(Provided information Opens)

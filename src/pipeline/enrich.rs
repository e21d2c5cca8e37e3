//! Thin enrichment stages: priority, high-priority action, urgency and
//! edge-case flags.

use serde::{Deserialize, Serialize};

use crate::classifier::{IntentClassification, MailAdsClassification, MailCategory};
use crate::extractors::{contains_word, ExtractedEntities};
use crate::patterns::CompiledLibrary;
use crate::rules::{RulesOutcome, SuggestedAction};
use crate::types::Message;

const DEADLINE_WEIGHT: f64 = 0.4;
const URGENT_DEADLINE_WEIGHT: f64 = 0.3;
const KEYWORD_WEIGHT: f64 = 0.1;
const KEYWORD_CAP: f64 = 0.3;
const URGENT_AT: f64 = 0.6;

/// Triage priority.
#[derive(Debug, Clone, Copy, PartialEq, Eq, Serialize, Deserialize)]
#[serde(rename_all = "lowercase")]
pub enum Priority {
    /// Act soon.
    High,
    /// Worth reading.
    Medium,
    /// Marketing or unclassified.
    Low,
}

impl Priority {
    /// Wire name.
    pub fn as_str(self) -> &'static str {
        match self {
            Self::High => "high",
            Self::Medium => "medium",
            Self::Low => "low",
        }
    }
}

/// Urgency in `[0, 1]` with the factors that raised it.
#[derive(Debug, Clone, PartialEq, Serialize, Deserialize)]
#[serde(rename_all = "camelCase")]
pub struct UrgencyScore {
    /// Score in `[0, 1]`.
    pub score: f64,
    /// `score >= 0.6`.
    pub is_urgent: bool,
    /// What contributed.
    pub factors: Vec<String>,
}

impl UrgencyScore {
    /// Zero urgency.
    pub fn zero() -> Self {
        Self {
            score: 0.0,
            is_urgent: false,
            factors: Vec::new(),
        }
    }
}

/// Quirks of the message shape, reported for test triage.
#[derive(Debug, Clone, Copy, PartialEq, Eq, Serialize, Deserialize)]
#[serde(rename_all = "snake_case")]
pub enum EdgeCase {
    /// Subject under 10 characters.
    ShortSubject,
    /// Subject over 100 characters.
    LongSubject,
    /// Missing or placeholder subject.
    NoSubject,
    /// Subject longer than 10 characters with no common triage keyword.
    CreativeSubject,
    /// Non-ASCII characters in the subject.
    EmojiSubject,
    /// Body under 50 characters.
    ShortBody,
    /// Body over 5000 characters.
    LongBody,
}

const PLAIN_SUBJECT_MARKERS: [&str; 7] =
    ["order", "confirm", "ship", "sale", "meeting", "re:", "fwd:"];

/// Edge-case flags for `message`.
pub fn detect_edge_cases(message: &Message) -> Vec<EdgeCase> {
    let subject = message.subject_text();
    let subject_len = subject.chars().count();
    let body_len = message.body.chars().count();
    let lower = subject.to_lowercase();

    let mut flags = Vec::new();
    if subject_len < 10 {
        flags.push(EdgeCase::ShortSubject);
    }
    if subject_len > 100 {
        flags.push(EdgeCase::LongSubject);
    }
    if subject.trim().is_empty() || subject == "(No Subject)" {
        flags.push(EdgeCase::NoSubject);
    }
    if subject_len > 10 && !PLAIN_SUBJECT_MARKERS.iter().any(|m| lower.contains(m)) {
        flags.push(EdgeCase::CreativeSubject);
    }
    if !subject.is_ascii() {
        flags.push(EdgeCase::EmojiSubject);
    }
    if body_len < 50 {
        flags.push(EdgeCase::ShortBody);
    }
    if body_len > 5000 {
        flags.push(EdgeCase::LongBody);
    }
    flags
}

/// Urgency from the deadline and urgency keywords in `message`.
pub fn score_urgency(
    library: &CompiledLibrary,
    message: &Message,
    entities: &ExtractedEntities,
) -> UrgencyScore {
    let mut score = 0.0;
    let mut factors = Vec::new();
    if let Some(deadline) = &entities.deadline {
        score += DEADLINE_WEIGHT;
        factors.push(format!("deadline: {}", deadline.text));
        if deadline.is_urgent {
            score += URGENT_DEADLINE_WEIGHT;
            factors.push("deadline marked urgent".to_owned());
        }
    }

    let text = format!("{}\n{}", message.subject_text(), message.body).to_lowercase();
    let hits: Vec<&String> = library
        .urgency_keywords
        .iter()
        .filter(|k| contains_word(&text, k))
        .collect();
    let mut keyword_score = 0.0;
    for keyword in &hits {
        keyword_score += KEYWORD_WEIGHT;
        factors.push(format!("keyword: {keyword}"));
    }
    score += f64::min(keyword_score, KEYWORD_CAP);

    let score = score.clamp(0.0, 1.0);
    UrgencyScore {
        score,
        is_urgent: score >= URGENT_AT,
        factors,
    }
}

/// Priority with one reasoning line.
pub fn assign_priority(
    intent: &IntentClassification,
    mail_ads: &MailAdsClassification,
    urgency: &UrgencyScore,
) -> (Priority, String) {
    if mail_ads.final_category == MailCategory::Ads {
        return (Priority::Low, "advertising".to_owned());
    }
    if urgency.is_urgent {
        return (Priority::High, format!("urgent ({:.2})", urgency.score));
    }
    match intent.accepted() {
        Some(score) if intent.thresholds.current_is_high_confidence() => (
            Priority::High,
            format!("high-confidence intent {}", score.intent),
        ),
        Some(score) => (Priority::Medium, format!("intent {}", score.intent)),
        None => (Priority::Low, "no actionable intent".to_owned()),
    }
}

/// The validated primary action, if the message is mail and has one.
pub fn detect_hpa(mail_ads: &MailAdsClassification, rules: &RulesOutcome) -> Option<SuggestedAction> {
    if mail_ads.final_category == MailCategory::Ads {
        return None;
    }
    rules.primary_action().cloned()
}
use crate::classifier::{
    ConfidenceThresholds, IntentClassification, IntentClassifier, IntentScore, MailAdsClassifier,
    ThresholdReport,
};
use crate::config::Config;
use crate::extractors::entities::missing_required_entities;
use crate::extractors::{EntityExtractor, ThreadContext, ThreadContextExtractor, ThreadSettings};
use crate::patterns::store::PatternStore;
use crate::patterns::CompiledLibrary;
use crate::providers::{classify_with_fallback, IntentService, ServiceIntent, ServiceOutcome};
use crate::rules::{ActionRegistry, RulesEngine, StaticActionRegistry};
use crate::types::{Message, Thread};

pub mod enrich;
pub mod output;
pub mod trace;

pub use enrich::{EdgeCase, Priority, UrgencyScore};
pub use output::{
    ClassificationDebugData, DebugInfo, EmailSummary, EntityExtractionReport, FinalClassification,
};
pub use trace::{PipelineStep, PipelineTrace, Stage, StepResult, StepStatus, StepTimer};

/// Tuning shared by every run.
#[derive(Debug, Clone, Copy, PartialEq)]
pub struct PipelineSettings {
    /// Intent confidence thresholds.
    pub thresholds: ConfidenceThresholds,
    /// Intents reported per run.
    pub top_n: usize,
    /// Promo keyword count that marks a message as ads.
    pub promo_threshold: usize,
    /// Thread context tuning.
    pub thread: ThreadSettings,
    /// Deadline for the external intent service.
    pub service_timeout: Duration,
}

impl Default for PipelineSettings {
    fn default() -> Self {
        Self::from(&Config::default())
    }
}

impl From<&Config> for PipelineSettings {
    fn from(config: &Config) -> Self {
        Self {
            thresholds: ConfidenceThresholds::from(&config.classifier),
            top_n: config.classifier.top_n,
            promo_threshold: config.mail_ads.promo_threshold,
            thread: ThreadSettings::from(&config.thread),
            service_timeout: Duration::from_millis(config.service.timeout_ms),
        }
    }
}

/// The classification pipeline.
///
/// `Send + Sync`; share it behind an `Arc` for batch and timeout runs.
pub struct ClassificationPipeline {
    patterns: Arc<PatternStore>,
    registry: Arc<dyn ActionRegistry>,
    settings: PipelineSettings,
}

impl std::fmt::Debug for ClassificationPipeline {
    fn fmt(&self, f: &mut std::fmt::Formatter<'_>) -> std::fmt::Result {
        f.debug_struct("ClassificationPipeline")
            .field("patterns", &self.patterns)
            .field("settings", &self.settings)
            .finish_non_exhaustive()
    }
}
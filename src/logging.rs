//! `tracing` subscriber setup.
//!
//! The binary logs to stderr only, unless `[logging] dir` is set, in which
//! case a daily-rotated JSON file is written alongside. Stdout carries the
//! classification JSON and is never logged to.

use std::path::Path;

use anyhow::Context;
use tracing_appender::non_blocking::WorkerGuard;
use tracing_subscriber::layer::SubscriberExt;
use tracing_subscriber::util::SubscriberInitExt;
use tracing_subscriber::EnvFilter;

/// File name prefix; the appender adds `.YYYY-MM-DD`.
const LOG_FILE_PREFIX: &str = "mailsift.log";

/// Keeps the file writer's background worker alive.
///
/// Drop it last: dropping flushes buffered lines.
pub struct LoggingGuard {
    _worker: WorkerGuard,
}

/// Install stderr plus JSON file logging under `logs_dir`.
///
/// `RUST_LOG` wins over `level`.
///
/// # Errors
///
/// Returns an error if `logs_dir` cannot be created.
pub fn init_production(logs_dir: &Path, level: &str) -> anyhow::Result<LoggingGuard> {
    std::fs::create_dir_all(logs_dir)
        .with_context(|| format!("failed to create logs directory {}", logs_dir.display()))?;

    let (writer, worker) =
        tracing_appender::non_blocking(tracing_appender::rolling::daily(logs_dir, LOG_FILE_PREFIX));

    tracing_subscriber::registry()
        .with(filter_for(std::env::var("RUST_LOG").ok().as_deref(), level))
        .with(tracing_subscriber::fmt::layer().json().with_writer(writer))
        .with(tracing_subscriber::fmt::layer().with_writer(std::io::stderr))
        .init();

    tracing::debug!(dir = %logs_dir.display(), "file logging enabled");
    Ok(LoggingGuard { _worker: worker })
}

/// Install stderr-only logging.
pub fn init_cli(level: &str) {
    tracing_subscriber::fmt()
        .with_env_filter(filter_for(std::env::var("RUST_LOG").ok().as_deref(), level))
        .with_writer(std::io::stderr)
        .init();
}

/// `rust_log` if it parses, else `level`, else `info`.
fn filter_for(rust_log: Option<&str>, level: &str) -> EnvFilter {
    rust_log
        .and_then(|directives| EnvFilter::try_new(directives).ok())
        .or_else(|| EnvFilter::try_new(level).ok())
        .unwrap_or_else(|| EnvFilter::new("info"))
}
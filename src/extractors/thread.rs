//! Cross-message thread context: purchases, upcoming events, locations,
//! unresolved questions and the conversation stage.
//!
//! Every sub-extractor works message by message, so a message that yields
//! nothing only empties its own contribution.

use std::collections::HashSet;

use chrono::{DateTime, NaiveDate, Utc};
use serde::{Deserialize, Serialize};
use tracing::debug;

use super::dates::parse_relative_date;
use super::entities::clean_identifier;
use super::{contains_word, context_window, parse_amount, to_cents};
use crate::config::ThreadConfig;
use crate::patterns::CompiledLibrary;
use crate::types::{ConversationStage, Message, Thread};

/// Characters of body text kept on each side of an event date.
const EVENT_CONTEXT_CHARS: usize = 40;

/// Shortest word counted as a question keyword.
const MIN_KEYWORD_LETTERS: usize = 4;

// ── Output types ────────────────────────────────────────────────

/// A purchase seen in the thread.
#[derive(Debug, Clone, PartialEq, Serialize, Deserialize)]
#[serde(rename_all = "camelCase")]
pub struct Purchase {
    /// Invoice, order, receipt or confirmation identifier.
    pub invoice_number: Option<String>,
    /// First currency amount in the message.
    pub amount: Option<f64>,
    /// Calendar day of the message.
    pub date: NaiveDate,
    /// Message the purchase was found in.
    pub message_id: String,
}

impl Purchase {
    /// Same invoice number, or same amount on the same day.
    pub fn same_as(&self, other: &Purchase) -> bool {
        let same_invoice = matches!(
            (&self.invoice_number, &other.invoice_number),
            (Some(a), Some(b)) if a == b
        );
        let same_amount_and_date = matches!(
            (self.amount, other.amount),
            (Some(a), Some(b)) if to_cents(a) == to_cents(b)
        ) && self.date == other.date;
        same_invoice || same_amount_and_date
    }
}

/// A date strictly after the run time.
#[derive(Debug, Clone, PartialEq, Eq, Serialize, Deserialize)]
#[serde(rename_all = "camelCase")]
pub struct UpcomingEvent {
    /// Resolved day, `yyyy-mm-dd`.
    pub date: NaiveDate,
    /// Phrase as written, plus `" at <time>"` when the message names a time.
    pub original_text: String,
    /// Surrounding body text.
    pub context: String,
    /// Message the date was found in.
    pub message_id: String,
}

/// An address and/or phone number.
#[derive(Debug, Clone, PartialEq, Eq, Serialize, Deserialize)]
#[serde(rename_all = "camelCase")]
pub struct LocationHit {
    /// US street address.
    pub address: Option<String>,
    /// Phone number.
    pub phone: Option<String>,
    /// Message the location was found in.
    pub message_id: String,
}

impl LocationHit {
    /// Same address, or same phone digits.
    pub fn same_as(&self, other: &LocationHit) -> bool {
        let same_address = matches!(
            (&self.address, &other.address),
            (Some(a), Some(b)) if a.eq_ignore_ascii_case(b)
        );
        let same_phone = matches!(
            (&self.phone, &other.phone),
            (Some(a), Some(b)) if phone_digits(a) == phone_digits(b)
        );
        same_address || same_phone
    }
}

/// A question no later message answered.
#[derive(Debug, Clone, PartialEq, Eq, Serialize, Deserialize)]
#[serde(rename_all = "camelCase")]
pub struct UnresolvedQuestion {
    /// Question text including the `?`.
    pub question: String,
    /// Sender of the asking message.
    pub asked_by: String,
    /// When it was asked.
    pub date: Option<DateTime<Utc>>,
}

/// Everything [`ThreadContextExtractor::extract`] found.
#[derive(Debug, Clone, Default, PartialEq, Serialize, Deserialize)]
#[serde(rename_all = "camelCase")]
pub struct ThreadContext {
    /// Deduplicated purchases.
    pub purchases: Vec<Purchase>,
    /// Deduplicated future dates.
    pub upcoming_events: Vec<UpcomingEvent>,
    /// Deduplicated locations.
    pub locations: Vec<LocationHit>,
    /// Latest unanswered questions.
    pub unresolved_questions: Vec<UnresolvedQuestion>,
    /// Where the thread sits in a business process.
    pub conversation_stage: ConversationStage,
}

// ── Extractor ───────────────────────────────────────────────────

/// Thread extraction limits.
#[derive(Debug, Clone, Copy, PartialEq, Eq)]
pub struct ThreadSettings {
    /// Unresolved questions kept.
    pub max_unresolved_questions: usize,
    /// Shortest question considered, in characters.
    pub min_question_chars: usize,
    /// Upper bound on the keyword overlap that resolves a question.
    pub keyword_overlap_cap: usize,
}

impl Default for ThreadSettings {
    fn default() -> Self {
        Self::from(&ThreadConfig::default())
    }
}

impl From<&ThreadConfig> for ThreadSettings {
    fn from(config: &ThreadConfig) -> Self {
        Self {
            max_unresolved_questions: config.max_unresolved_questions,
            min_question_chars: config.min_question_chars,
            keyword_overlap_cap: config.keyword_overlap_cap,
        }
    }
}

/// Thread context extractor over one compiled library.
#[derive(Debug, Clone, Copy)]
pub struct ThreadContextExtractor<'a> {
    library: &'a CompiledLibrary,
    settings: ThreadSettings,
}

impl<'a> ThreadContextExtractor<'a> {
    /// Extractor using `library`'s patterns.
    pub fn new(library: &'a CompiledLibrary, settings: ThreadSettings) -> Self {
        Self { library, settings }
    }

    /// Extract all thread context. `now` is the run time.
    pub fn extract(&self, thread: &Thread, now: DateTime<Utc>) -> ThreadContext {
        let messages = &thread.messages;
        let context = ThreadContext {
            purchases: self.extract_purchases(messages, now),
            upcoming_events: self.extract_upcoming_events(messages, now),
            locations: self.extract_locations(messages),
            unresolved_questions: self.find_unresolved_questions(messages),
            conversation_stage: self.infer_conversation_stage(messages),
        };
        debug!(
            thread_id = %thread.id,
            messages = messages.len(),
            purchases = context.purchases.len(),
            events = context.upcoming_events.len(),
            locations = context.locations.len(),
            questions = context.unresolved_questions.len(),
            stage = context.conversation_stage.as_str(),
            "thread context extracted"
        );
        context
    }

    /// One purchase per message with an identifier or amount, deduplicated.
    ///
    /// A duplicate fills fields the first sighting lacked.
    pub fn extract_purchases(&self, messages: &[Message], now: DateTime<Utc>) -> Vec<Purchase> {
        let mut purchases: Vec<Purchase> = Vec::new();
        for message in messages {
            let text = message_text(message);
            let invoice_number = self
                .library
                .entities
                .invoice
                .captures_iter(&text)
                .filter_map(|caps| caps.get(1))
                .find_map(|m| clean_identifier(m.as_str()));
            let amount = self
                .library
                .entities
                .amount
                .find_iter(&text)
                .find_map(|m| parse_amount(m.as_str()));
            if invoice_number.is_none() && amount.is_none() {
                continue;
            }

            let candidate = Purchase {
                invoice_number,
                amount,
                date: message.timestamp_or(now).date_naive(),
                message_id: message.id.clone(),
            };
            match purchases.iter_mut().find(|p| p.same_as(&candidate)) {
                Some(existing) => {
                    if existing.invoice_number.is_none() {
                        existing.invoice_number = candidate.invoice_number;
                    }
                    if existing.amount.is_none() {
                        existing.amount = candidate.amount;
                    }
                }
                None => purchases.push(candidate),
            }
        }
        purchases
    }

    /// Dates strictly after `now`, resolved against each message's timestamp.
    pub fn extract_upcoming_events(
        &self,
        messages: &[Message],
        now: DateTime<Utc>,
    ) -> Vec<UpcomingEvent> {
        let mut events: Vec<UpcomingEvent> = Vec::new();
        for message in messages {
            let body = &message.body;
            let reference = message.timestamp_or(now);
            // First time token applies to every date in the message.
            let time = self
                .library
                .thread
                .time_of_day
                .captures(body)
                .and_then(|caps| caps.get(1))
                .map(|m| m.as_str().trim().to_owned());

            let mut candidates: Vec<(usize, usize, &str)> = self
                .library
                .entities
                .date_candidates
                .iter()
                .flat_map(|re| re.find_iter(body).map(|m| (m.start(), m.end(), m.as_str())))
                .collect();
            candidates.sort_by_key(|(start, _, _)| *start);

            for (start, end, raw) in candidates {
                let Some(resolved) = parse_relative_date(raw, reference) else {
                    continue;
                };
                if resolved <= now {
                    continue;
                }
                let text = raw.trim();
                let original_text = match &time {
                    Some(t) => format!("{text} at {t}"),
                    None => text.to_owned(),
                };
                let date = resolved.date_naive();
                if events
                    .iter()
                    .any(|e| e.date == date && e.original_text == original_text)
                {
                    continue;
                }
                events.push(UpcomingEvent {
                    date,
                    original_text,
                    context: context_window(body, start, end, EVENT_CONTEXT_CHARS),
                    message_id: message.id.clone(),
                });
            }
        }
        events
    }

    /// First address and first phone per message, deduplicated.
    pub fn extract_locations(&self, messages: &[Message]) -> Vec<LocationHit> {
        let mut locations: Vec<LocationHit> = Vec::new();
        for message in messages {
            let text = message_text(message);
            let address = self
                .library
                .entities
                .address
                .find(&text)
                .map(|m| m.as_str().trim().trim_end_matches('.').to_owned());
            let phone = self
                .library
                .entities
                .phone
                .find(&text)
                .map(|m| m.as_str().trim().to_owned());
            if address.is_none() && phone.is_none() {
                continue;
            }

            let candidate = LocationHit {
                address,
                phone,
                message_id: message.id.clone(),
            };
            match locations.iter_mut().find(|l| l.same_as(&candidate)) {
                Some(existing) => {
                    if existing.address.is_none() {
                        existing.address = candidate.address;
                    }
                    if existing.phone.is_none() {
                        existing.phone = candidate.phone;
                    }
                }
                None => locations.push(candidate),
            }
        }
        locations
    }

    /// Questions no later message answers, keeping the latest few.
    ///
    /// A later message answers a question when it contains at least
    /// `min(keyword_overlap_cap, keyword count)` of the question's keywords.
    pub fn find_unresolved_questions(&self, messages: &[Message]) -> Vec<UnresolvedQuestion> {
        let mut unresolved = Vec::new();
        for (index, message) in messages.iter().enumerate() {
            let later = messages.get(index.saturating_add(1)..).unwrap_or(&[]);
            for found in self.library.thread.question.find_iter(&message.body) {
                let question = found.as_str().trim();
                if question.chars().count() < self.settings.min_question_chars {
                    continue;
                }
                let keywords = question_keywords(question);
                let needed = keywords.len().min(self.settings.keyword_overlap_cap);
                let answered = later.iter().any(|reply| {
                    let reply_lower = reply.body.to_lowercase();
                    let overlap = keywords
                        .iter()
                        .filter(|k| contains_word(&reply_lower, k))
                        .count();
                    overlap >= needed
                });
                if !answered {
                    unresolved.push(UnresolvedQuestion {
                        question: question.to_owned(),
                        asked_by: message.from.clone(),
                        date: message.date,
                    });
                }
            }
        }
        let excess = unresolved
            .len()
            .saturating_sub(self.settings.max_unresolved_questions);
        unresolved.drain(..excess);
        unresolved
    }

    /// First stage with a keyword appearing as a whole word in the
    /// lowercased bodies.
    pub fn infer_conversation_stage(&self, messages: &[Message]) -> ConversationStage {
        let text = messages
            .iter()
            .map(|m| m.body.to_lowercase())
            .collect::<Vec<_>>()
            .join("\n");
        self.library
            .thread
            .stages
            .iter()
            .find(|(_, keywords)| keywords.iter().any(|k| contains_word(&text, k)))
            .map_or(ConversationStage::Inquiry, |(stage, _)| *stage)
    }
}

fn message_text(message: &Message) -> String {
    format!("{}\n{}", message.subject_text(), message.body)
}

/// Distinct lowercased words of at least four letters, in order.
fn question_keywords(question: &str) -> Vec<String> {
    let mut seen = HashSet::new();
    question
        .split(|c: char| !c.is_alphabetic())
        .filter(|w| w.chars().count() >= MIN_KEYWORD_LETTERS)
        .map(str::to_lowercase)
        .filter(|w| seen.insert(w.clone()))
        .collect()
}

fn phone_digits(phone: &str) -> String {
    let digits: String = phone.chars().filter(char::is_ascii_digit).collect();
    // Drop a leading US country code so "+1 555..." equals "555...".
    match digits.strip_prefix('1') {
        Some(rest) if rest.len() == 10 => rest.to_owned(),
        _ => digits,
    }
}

(Provided information Closes)

### Work order
Give the number of lines in the entries that hold the word "existing", and nothing else.

### Answer for the task
10